**TASK OBJECTIVE**
In the listing that follows, the range to quote begins at the line that has "and time value." and ends after the line that has "Returns the kind"; quote it verbatim and add nothing.

....................

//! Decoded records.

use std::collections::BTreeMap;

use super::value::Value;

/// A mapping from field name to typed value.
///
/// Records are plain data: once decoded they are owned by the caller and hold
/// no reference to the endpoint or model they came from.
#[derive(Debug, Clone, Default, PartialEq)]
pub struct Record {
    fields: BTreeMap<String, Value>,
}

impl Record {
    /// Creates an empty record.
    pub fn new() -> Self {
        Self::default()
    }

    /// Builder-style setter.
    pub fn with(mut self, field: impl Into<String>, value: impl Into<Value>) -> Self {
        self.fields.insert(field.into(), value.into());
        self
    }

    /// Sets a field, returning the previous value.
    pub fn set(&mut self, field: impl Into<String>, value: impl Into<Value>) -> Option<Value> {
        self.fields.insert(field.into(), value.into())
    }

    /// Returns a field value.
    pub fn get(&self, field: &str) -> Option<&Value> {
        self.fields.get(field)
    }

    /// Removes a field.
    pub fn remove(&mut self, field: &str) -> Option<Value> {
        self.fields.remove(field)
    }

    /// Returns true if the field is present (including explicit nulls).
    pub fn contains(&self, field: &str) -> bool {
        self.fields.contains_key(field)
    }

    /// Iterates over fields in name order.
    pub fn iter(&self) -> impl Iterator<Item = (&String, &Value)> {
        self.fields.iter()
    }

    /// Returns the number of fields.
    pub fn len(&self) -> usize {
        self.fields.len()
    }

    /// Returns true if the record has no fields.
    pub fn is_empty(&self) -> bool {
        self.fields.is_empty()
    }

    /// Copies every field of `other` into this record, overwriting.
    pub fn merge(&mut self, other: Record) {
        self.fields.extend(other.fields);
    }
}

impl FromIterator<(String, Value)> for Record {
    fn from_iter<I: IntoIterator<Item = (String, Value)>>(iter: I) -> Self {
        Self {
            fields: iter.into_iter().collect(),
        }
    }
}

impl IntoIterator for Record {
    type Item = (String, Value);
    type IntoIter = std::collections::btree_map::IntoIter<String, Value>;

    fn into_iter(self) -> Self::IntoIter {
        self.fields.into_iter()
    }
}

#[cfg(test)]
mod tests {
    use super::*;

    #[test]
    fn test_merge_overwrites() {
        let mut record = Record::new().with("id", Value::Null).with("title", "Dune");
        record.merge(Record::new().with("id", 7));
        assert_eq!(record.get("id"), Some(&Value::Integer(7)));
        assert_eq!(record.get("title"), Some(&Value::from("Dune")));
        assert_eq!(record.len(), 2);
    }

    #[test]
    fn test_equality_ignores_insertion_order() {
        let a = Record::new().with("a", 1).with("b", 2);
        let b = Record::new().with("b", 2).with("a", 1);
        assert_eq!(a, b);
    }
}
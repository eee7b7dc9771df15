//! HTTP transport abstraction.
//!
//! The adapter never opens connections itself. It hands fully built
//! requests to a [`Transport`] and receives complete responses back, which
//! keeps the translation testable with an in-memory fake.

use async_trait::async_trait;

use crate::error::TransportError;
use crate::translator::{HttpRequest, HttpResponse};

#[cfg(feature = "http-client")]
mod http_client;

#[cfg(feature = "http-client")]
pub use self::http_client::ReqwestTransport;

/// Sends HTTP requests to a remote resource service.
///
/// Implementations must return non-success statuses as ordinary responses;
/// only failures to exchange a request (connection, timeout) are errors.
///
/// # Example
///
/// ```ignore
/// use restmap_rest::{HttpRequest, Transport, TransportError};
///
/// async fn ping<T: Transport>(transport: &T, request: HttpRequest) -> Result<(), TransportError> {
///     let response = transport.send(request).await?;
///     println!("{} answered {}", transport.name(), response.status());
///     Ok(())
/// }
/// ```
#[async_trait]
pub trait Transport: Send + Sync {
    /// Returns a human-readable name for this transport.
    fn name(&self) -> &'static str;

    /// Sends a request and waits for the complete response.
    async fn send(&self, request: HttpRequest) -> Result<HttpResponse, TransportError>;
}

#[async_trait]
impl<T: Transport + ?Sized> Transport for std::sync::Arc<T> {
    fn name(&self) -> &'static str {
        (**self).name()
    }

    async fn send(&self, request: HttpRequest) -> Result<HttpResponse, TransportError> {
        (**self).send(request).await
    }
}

....................

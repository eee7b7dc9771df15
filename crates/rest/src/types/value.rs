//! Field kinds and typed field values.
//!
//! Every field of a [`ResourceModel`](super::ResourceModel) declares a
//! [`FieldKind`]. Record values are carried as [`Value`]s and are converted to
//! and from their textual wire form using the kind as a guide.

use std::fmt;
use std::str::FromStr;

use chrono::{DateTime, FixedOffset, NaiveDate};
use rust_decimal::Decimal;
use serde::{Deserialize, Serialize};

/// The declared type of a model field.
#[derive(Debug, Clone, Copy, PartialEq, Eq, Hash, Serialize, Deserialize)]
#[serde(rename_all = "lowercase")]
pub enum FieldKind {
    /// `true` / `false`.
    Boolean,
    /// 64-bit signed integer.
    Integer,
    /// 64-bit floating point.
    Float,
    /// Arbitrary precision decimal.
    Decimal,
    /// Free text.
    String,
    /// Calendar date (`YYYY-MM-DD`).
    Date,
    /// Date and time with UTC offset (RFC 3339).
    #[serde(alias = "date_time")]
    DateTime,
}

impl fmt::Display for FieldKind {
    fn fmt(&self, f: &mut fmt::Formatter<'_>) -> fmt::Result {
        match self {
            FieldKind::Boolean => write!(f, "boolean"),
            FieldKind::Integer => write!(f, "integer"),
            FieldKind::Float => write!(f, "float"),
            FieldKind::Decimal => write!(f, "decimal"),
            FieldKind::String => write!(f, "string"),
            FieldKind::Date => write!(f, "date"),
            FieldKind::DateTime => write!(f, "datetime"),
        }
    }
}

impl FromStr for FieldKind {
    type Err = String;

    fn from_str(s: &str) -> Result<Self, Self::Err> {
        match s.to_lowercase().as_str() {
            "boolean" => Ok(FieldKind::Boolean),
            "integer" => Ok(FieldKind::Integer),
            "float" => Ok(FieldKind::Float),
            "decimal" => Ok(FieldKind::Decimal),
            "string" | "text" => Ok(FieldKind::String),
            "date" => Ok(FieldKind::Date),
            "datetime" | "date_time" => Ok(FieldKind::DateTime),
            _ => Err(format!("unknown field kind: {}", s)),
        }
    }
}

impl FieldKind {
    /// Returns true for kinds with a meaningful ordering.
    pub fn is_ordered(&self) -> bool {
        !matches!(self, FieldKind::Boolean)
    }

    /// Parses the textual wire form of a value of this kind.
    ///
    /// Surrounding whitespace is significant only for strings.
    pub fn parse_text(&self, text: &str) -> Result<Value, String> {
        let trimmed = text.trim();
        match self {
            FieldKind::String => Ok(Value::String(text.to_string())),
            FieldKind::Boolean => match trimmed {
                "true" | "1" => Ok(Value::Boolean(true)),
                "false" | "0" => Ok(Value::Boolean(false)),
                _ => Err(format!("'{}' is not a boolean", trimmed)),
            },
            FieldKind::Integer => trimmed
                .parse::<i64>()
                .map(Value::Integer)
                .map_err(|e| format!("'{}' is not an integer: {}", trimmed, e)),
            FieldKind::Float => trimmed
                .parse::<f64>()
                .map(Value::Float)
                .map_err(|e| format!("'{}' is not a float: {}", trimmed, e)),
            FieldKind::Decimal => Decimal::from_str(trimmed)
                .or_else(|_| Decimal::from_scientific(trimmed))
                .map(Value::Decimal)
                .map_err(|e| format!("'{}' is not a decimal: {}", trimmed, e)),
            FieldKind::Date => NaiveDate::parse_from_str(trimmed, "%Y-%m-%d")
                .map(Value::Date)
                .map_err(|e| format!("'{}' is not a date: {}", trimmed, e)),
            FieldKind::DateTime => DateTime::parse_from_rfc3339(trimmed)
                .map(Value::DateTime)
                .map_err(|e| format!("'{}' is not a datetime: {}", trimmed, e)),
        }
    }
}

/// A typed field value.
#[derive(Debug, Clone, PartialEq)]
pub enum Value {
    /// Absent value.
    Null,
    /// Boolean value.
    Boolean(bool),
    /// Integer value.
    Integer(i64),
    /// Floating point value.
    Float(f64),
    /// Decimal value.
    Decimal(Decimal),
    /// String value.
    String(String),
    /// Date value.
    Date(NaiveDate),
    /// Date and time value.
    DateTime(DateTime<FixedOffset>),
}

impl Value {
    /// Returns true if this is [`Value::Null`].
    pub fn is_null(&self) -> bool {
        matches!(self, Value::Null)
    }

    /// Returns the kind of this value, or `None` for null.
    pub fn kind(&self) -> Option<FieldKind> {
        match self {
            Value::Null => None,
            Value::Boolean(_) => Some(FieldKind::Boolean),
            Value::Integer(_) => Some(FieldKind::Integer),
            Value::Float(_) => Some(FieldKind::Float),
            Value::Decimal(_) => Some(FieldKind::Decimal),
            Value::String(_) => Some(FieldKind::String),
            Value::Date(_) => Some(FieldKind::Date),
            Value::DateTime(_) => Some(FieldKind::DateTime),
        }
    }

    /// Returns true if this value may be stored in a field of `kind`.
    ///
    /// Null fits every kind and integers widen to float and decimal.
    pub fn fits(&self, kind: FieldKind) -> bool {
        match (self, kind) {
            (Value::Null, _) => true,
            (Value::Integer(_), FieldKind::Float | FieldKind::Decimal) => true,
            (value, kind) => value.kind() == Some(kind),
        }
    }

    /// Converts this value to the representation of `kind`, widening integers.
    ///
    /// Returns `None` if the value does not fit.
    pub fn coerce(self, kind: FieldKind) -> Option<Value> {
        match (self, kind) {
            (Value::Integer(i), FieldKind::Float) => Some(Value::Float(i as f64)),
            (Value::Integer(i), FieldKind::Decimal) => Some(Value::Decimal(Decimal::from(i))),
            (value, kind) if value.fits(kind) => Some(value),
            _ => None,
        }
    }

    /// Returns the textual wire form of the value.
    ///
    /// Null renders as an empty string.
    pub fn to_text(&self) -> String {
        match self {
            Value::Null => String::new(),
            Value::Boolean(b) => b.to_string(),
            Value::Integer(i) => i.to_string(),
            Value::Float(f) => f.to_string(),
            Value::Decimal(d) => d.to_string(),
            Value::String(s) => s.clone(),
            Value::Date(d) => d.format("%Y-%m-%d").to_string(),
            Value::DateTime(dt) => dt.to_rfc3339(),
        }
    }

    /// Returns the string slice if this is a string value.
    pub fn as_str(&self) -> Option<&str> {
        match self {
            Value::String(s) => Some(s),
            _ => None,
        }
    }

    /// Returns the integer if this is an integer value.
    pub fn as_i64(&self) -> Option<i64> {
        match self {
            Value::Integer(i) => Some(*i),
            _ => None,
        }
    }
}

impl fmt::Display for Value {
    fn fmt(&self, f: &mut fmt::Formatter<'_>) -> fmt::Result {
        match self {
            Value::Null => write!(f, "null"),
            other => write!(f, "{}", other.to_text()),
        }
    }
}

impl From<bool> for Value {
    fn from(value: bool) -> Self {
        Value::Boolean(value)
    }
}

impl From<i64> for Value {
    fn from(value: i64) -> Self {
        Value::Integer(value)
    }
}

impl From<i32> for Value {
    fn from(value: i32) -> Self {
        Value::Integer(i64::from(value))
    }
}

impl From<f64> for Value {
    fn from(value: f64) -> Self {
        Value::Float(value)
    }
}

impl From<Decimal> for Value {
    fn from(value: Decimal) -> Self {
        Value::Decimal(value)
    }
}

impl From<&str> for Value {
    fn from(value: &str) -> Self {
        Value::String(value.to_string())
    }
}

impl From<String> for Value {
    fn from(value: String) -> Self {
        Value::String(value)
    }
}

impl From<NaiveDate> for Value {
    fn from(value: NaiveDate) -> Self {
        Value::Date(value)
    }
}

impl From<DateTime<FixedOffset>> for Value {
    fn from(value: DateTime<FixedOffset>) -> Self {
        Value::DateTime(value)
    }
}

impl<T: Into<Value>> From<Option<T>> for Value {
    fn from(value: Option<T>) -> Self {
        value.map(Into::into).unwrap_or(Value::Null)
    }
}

....................

**EXPECTED OUTPUT**
    /// Date and time value.
    DateTime(DateTime<FixedOffset>),
}

impl Value {
    /// Returns true if this is [`Value::Null`].
    pub fn is_null(&self) -> bool {
        matches!(self, Value::Null)
    }

    /// Returns the kind of this value, or `None` for null.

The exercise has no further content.